PERL for Biologists

Course by Kurt Stüber

Previous, Part 2, Next

Introduction to PERL arrays

Scalar arrays:

PERL arrays are indicated by the @-sign:
Examples:
@month
@weekday
@measurement

Array names are formed in a similar way as variable names and are subject to the same rules. Only the starting $ is replaced by an @-sign.

Arrays can be filled at the time of declaration:

@month = ("January", "February", "March", "April", "June", "July", "August", "September", "October", "November", "December" );
@weekday = ( "Monday", "Tuesday", "Wednesday", "Thursday", "Friday", "Saturday", "Sunday" );
@measurement = ( 12, 3, 56, 17, 8, 32, 24 );
@base = ( "T","C","A","G" );
@amino_acid = ( "Ala", "Cys", "Asp", "Glu", "Phe", "Gly", "His", "Ile", "Lys", "Leu", "Met", "Asn", "Pro", "Gln", "Arg", "Ser", "Thr", "Val", "Trp", "Tyr", "***" );

The individual values in an array can be addressed by their indices. The values are automatically enumerated, starting by the index 0.

print $month[ 0 ];

This command will produce the word January as output. If in an expression a single element of an array is to be used, then the @-sign is replaced again with the $-sign. The index of the element is indicated between two square brackets [].

Size of arrays

PERL allows arrays of diffent lenths.

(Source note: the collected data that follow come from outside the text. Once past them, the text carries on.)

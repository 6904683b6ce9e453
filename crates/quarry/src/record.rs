use crate::ModelDef;

use quarry_core::stmt::{Row, Value};

use indexmap::IndexMap;
use std::{
    fmt,
    sync::{Arc, PoisonError, RwLock, Weak},
};

/// A hydrated model instance.
///
/// Records are shared handles: cloning a `Record` yields another handle to
/// the same instance, and [`Record::same`] compares identity. Relations
/// populated from the inverse side hold weak references so a parent and its
/// children never keep each other alive.
#[derive(Clone)]
pub struct Record {
    inner: Arc<RecordInner>,
}

struct RecordInner {
    model: Arc<ModelDef>,
    attributes: RwLock<Row>,
    old_attributes: RwLock<Option<Row>>,
    related: RwLock<IndexMap<String, Slot>>,
}

enum Slot {
    Loaded(Related),
    InverseOne(Weak<RecordInner>),
    InverseMany(Vec<Weak<RecordInner>>),
}

/// The value of a populated relation.
#[derive(Debug, Clone)]
pub enum Related {
    One(Option<Record>),
    Many(Vec<Record>),

    /// A has-many relation keyed by its `index_by` column.
    Indexed(IndexMap<String, Record>),
}

impl Record {
    /// A new record that has not been loaded from the database.
    pub fn new(model: Arc<ModelDef>, attributes: Row) -> Record {
        Record::build(model, attributes, None)
    }

    pub(crate) fn loaded(model: Arc<ModelDef>, attributes: Row) -> Record {
        let old = attributes.clone();
        Record::build(model, attributes, Some(old))
    }

    fn build(model: Arc<ModelDef>, attributes: Row, old: Option<Row>) -> Record {
        Record {
            inner: Arc::new(RecordInner {
                model,
                attributes: RwLock::new(attributes),
                old_attributes: RwLock::new(old),
                related: RwLock::default(),
            }),
        }
    }

    pub fn model(&self) -> &ModelDef {
        &self.inner.model
    }

    pub(crate) fn model_arc(&self) -> Arc<ModelDef> {
        self.inner.model.clone()
    }

    pub fn get(&self, name: &str) -> Option<Value> {
        self.read_attributes(|attributes| attributes.get(name).cloned())
    }

    pub fn set(&self, name: impl Into<String>, value: impl Into<Value>) {
        self.inner
            .attributes
            .write()
            .unwrap_or_else(PoisonError::into_inner)
            .insert(name.into(), value.into());
    }

    pub fn attributes(&self) -> Row {
        self.read_attributes(Row::clone)
    }

    /// Attribute values as loaded from the database. `None` for records
    /// that were never loaded.
    pub fn old_attributes(&self) -> Option<Row> {
        self.inner
            .old_attributes
            .read()
            .unwrap_or_else(PoisonError::into_inner)
            .clone()
    }

    pub fn is_new_record(&self) -> bool {
        self.old_attributes().is_none()
    }

    /// The primary key value: a scalar for single-column keys, a record of
    /// `column => value` for composite keys.
    pub fn primary_key_value(&self) -> Value {
        let primary_key = &self.inner.model.primary_key;
        self.read_attributes(|attributes| match primary_key.as_slice() {
            [column] => attributes.get(column).cloned().unwrap_or(Value::Null),
            columns => Value::Record(
                columns
                    .iter()
                    .map(|column| {
                        let value = attributes.get(column).cloned().unwrap_or(Value::Null);
                        (column.clone(), value)
                    })
                    .collect(),
            ),
        })
    }

    /// The populated value of relation `name`, if any. Inverse references
    /// whose targets were dropped count as not populated.
    pub fn related(&self, name: &str) -> Option<Related> {
        let related = self
            .inner
            .related
            .read()
            .unwrap_or_else(PoisonError::into_inner);

        match related.get(name)? {
            Slot::Loaded(related) => Some(related.clone()),
            Slot::InverseOne(weak) => Some(Related::One(Some(upgrade(weak)?))),
            Slot::InverseMany(weak) => Some(Related::Many(
                weak.iter().map(upgrade).collect::<Option<_>>()?,
            )),
        }
    }

    pub fn related_one(&self, name: &str) -> Option<Record> {
        match self.related(name)? {
            Related::One(record) => record,
            related => related.into_vec().into_iter().next(),
        }
    }

    /// Records of relation `name`; empty when the relation is not populated.
    pub fn related_many(&self, name: &str) -> Vec<Record> {
        self.related(name).map(Related::into_vec).unwrap_or_default()
    }

    pub fn is_relation_populated(&self, name: &str) -> bool {
        self.related(name).is_some()
    }

    pub fn populate_relation(&self, name: impl Into<String>, related: Related) {
        self.set_slot(name.into(), Slot::Loaded(related));
    }

    pub(crate) fn populate_inverse_one(&self, name: &str, record: &Record) {
        self.set_slot(name.to_string(), Slot::InverseOne(Arc::downgrade(&record.inner)));
    }

    pub(crate) fn populate_inverse_many(&self, name: &str, records: &[Record]) {
        let weak = records
            .iter()
            .map(|record| Arc::downgrade(&record.inner))
            .collect();
        self.set_slot(name.to_string(), Slot::InverseMany(weak));
    }

    /// `true` when both handles point to the same instance.
    pub fn same(a: &Record, b: &Record) -> bool {
        Arc::ptr_eq(&a.inner, &b.inner)
    }

    /// Attributes plus every loaded relation, nested as values. Inverse
    /// references are left out.
    pub fn to_row(&self) -> Row {
        let mut row = self.attributes();
        let related = self
            .inner
            .related
            .read()
            .unwrap_or_else(PoisonError::into_inner);

        for (name, slot) in related.iter() {
            if let Slot::Loaded(related) = slot {
                row.insert(name.clone(), related.to_value());
            }
        }
        row
    }

    /// Canonical key of the values in `columns`.
    pub(crate) fn key(&self, columns: &[&str]) -> String {
        self.read_attributes(|attributes| row_key(attributes, columns))
    }

    fn read_attributes<R>(&self, f: impl FnOnce(&Row) -> R) -> R {
        f(&self
            .inner
            .attributes
            .read()
            .unwrap_or_else(PoisonError::into_inner))
    }

    fn set_slot(&self, name: String, slot: Slot) {
        self.inner
            .related
            .write()
            .unwrap_or_else(PoisonError::into_inner)
            .insert(name, slot);
    }
}

impl fmt::Debug for Record {
    fn fmt(&self, f: &mut fmt::Formatter<'_>) -> fmt::Result {
        f.debug_struct("Record")
            .field("model", &self.inner.model.name)
            .field("attributes", &self.attributes())
            .finish()
    }
}

impl Related {
    pub fn into_vec(self) -> Vec<Record> {
        match self {
            Related::One(record) => record.into_iter().collect(),
            Related::Many(records) => records,
            Related::Indexed(records) => records.into_values().collect(),
        }
    }

    pub fn len(&self) -> usize {
        match self {
            Related::One(record) => record.is_some() as usize,
            Related::Many(records) => records.len(),
            Related::Indexed(records) => records.len(),
        }
    }

    pub fn is_empty(&self) -> bool {
        self.len() == 0
    }

    fn to_value(&self) -> Value {
        match self {
            Related::One(None) => Value::Null,
            Related::One(Some(record)) => Value::Record(record.to_row()),
            Related::Many(records) => Value::List(
                records
                    .iter()
                    .map(|record| Value::Record(record.to_row()))
                    .collect(),
            ),
            Related::Indexed(records) => Value::Record(
                records
                    .iter()
                    .map(|(key, record)| (key.clone(), Value::Record(record.to_row())))
                    .collect(),
            ),
        }
    }
}

fn upgrade(weak: &Weak<RecordInner>) -> Option<Record> {
    weak.upgrade().map(|inner| Record { inner })
}

/// Canonical key of the values in `columns`: the scalar key for one column,
/// the tuple key for several.
pub(crate) fn row_key(row: &Row, columns: &[&str]) -> String {
    match columns {
        [column] => row.get(*column).map(Value::to_key).unwrap_or_default(),
        columns => Value::List(
            columns
                .iter()
                .map(|column| row.get(*column).cloned().unwrap_or(Value::Null))
                .collect(),
        )
        .to_key(),
    }
}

Also the length (or number of elements) of an array can vary during the execution of the program. When one desires to know the length of an array this can be calculated from the following statement:

$no_of_months = @month;

When a single variable is assigned to a complete array the single variable obtains the number of elements in the array. The above statement will put the variable $no_of_months equal to 12. Note that in the array no element with the number 12 does exist, the elements are numbered starting with 0 and ending with 11.

Associative Arrays

PERL knows another type of array, called "associative array". Here the elements are indexed not by numbers but by arbitrary strings:

%month_long = ( "Jan", "January",   "Feb", "February", "Mar", "March",    "Apr", "April",                 "May", "May",       "Jun", "June",     "Jul", "July",     "Aug", "August",                 "Sep", "September", "Oct", "October",  "Nov", "November", "Dez", "Dezember" );

Here we have pairs of keys and values. "Jan" is the Key and "January" the corresponding value. And so on for "Feb" and "February", "Mar" and "March" etc. An individual value is then specified using its corresponding key:

print $month_long{ "Jan" );

This statement will print the full name of the first month: January.

Another example from biology is the genetic code. A convenient way to specify the amino acid translations of DNA codons is the use of an associative array:

%genetic_code = ( "TTT", "Phe", "TTC", "Phe", "TTA", "Leu", "TTG", "Leu",                   "TCT", "Ser", "TCC", "Ser", "TCA", "Ser", "TCG", "Ser",                   "TAT", "Tyr", "TAC", "Tyr", "TAA", "***", "TAG", "***",                   "TGT", "Cys", "TGC", "Cys", "TGA", "***", "TGG", "Trp",                   "CTT", "Leu", "CTC", "Leu", "CTA", "Leu", "CTG", "Leu",                   "CCT", "Pro", "CCC", "Pro", "CCA", "Pro", "CCG", "Pro",                   "CAT", "His", "CAC", "His", "CAA", "Gln", "CAG", "Gln",                   "CGT", "Arg", "CGC", "Arg", "CGA", "Arg", "CGG", "Arg",                   "ATT", "Ile", "ATC", "Ile", "ATA", "Ile", "ATG", "Met",                   "ACT", "Thr", "ACC", "Thr", "ACA", "Thr", "ACG", "Thr",                   "AAT", "Asn", "AAC", "Asn", "AAA", "Lys", "AAG", "Lys",                   "AGT", "Ser", "AGC", "Ser", "AGA", "Arg", "AGG", "Arg",                   "GTT", "Val", "GTC", "Val", "GTA", "Val", "GTG", "Val",                   "GCT", "Ala", "GCC", "Ala", "GCA", "Ala", "GCG", "Ala",                   "GAT", "Asp", "GAC", "Asp", "GAA", "Glu", "GAG", "Glu",                   "GGT", "Gly", "GGC", "Gly", "GGA", "Gly", "GGG", "Gly" );

This associative array can be used to translate codons. The following statement prints the translation of the codon "TCT":

print $genetic_code{ "TCT" };

Note that similar to scalar arrays an individual element of the array is specified by replacing the %-sign with the $-sign and giving the key between wavy brackets.

foreach-loop

To do an action repetitively with each element of an array PERL provides the foreach loop construction:

foreach $m ( @month )
   {
   print $m;
   print "\n";
   }

This is the first time we encounter a loop-construction. In the first part of this statement a single variable $m will be set equal to the first element in the array @month. Then all statements in the block (the statements in between the two wavy brackets) will be executed. Then program control goes back to the first statement and $m will be set equal to the next element in the array @month and the block will be executed again. This is done repetitively until the last element in the array is reached. Then the statements after the final closing wavy bracket will be executed. The loop above will print all the names of the months, one per line.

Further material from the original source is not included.